Jacob Fay is an advanced doctoral student at the Harvard Graduate School of Education and graduate fellow at the Edmund J. Safra Center for Ethics. His research focuses on the ethics of education policy and practice, as well as contemporary political theory. His dissertation develops a normative theory of injustice meant to shed light on pressing problems of education policy, a project comprised of three interrelated sections. The first section analyzes and synthesizes extant philosophical work in order to develop a promising substantive account of injustice. This account, however, lacks a worked-out methodological basis for theorizing injustice. Thus, the second section describes this more robust methodological approach, which I term an ecological approach. Finally, using contemporary disputes over school closure as a guide, the final section demonstrates how attending to claims of injustice through an ecological approach both reveals previously unrecognized normative dimensions of policy conflicts and further shapes a theoretical account of injustice. This account ultimately clarifies the importance of attending to injustice in education policy and provides new language to describe injustice to theorists, policymakers, students, and educators alike.

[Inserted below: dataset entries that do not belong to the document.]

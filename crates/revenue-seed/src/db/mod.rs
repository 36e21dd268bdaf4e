//! Database integration for seeding revenue data.
//!
//! The [`Seeder`] recreates the table, inserts a generated dataset in one
//! transaction and reads back the summary shown after a run.

mod seeder;

pub use seeder::{SeedError, Seeder, connect};
//! Renders timestamps with the `yyyyMMdd`-style patterns stored in templates.
//!
//! Supported tokens: `y`, `yy`, `yyyy`, `M`, `MM`, `MMM`, `MMMM`, `d`, `dd`,
//! `ddd`, `dddd`, `H`, `HH`, `h`, `hh`, `m`, `mm`, `s`, `ss`, `f`..`fffffff`,
//! `tt`. Text inside single quotes and unknown characters are copied as-is;
//! a backslash escapes the next character.

use chrono::{DateTime, Datelike, Timelike, Utc};

const MONTHS: [&str; 12] = [
    "January",
    "February",
    "March",
    "April",
    "May",
    "June",
    "July",
    "August",
    "September",
    "October",
    "November",
    "December",
];

enum Token {
    Literal(String),
    /// A run of one pattern letter.
    Field(char, usize),
}

fn tokenize(pattern: &str) -> Vec<Token> {
    let chars: Vec<char> = pattern.chars().collect();
    let mut tokens = Vec::new();
    let mut i = 0;

    while i < chars.len() {
        let c = chars[i];

        if c == '\'' {
            i += 1;
            let mut literal = String::new();
            while i < chars.len() && chars[i] != '\'' {
                literal.push(chars[i]);
                i += 1;
            }
            tokens.push(Token::Literal(literal));
            i += 1;
            continue;
        }
        if c == '\\' {
            if let Some(next) = chars.get(i + 1) {
                tokens.push(Token::Literal(next.to_string()));
            }
            i += 2;
            continue;
        }

        let mut run = 1;
        while i + run < chars.len() && chars[i + run] == c {
            run += 1;
        }
        if matches!(c, 'y' | 'M' | 'd' | 'H' | 'h' | 'm' | 's' | 'f' | 't') {
            tokens.push(Token::Field(c, run));
        } else {
            tokens.push(Token::Literal(std::iter::repeat(c).take(run).collect()));
        }
        i += run;
    }

    tokens
}

pub fn render(pattern: &str, now: &DateTime<Utc>) -> String {
    let mut out = String::with_capacity(pattern.len() + 8);

    for token in tokenize(pattern) {
        let (c, run) = match token {
            Token::Literal(text) => {
                out.push_str(&text);
                continue;
            }
            Token::Field(c, run) => (c, run),
        };
        match c {
            'y' => match run {
                1 => out.push_str(&(now.year() % 100).to_string()),
                2 => out.push_str(&format!("{:02}", now.year() % 100)),
                n => out.push_str(&format!("{:0width$}", now.year(), width = n)),
            },
            'M' => match run {
                1 => out.push_str(&now.month().to_string()),
                2 => out.push_str(&format!("{:02}", now.month())),
                3 => out.push_str(&MONTHS[now.month0() as usize][..3]),
                _ => out.push_str(MONTHS[now.month0() as usize]),
            },
            'd' => match run {
                1 => out.push_str(&now.day().to_string()),
                2 => out.push_str(&format!("{:02}", now.day())),
                3 => out.push_str(&now.weekday().to_string()),
                _ => out.push_str(weekday_name(now)),
            },
            'H' => out.push_str(&two_or_one(now.hour(), run)),
            'h' => {
                let hour12 = match now.hour() % 12 {
                    0 => 12,
                    h => h,
                };
                out.push_str(&two_or_one(hour12, run));
            }
            'm' => out.push_str(&two_or_one(now.minute(), run)),
            's' => out.push_str(&two_or_one(now.second(), run)),
            'f' => {
                let digits = run.min(7);
                let nanos = format!("{:09}", now.nanosecond() % 1_000_000_000);
                out.push_str(&nanos[..digits]);
            }
            _ => {
                let marker = if now.hour() < 12 { "AM" } else { "PM" };
                out.push_str(if run == 1 { &marker[..1] } else { marker });
            }
        }
    }

    out
}

/// Regex fragment matching any text `render` can produce for `pattern`.
/// Four-digit years are assumed.
pub fn regex_fragment(pattern: &str) -> String {
    let mut out = String::new();

    for token in tokenize(pattern) {
        let (c, run) = match token {
            Token::Literal(text) => {
                out.push_str(&regex::escape(&text));
                continue;
            }
            Token::Field(c, run) => (c, run),
        };
        let fragment = match (c, run) {
            ('y', 1) => "[0-9]{1,2}".to_string(),
            ('y', 2) => "[0-9]{2}".to_string(),
            ('y', n) => format!("[0-9]{{{}}}", n.max(4)),
            ('M' | 'd', 3) => "[A-Za-z]{3}".to_string(),
            ('M' | 'd', n) if n >= 4 => "[A-Za-z]+".to_string(),
            ('f', n) => format!("[0-9]{{{}}}", n.min(7)),
            ('t', 1) => "[AP]".to_string(),
            ('t', _) => "[AP]M".to_string(),
            (_, 1) => "[0-9]{1,2}".to_string(),
            _ => "[0-9]{2}".to_string(),
        };
        out.push_str(&fragment);
    }

    out
}

fn two_or_one(value: u32, run: usize) -> String {
    if run >= 2 {
        format!("{:02}", value)
    } else {
        value.to_string()
    }
}

fn weekday_name(now: &DateTime<Utc>) -> &'static str {
    match now.weekday() {
        chrono::Weekday::Mon => "Monday",
        chrono::Weekday::Tue => "Tuesday",
        chrono::Weekday::Wed => "Wednesday",
        chrono::Weekday::Thu => "Thursday",
        chrono::Weekday::Fri => "Friday",
        chrono::Weekday::Sat => "Saturday",
        chrono::Weekday::Sun => "Sunday",
    }
}

#[cfg(test)]
mod tests {
    use super::*;
    use chrono::TimeZone;

    fn at() -> DateTime<Utc> {
        Utc.with_ymd_and_hms(2024, 3, 9, 14, 5, 7).unwrap()
    }

    #[test]
    fn year_month_day_tokens() {
        assert_eq!(render("yyyy", &at()), "2024");
        assert_eq!(render("yyyyMM", &at()), "202403");
        assert_eq!(render("yyyyMMdd", &at()), "20240309");
        assert_eq!(render("yy-M-d", &at()), "24-3-9");
    }

    #[test]
    fn time_tokens() {
        assert_eq!(render("HH:mm:ss", &at()), "14:05:07");
        assert_eq!(render("h tt", &at()), "2 PM");
    }

    #[test]
    fn names_and_literals() {
        assert_eq!(render("MMM", &at()), "Mar");
        assert_eq!(render("MMMM dddd", &at()), "March Saturday");
        assert_eq!(render("'Q'yyyy", &at()), "Q2024");
        assert_eq!(render("\\y yyyy", &at()), "y 2024");
        assert_eq!(render("yyyy/MM", &at()), "2024/03");
    }

    #[test]
    fn fragment_matches_rendered_text() {
        for pattern in ["yyyy", "yyyyMMdd", "yy-M-d", "HH:mm:ss", "h tt", "MMMM dddd", "'Q'yyyy", "fff"] {
            let re = regex::Regex::new(&format!("^{}$", regex_fragment(pattern))).unwrap();
            let text = render(pattern, &at());
            assert!(re.is_match(&text), "{} did not match {}", pattern, text);
        }
    }

    #[test]
    fn fragment_bounds_digit_runs() {
        assert_eq!(regex_fragment("yyyy"), "[0-9]{4}");
        assert_eq!(regex_fragment("yyyyMM"), "[0-9]{4}[0-9]{2}");
        assert_eq!(regex_fragment("'v.'yy"), "v\\.[0-9]{2}");
    }
}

While at HGSE, he served as the cochair of the board of the Harvard Educational Review and was a member of the Spencer Foundation’s Philosophy of Education Institute. He is also currently a member of the Early Career Scholars Program that develops young scholars to work in the field of New Civics. He presents regularly at numerous conferences, including the Philosophy of Education Society and the American Educational Research Association.

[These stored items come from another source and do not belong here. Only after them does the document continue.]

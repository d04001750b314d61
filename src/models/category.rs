use serde::{Deserialize, Serialize};
use sqlx::FromRow;

use crate::proto::inventory::Category;

#[derive(Debug, Clone, FromRow, Serialize, Deserialize)]
pub struct CategoryModel {
    pub id: i32,
    pub name: String,
}

impl From<CategoryModel> for Category {
    fn from(c: CategoryModel) -> Self {
        Category {
            id: c.id,
            name: c.name,
        }
    }
}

Prior to his doctoral studies, Jacob taught eighth-grade history at the Dwight-Englewood School in New Jersey, where he helped develop the middle school's advisory program. He was recognized for his teaching both by the school's departmental award, the Ralph Sloan Fellowship, and by the Facing History and Ourselves Organization annual Margot Stern Strom Award. He holds an AB in history from Princeton University, an MA in American history from Brandeis University, an EdM from the Harvard Graduate School of Education, and is a proud graduate of the Shady Hill Teacher Training Course.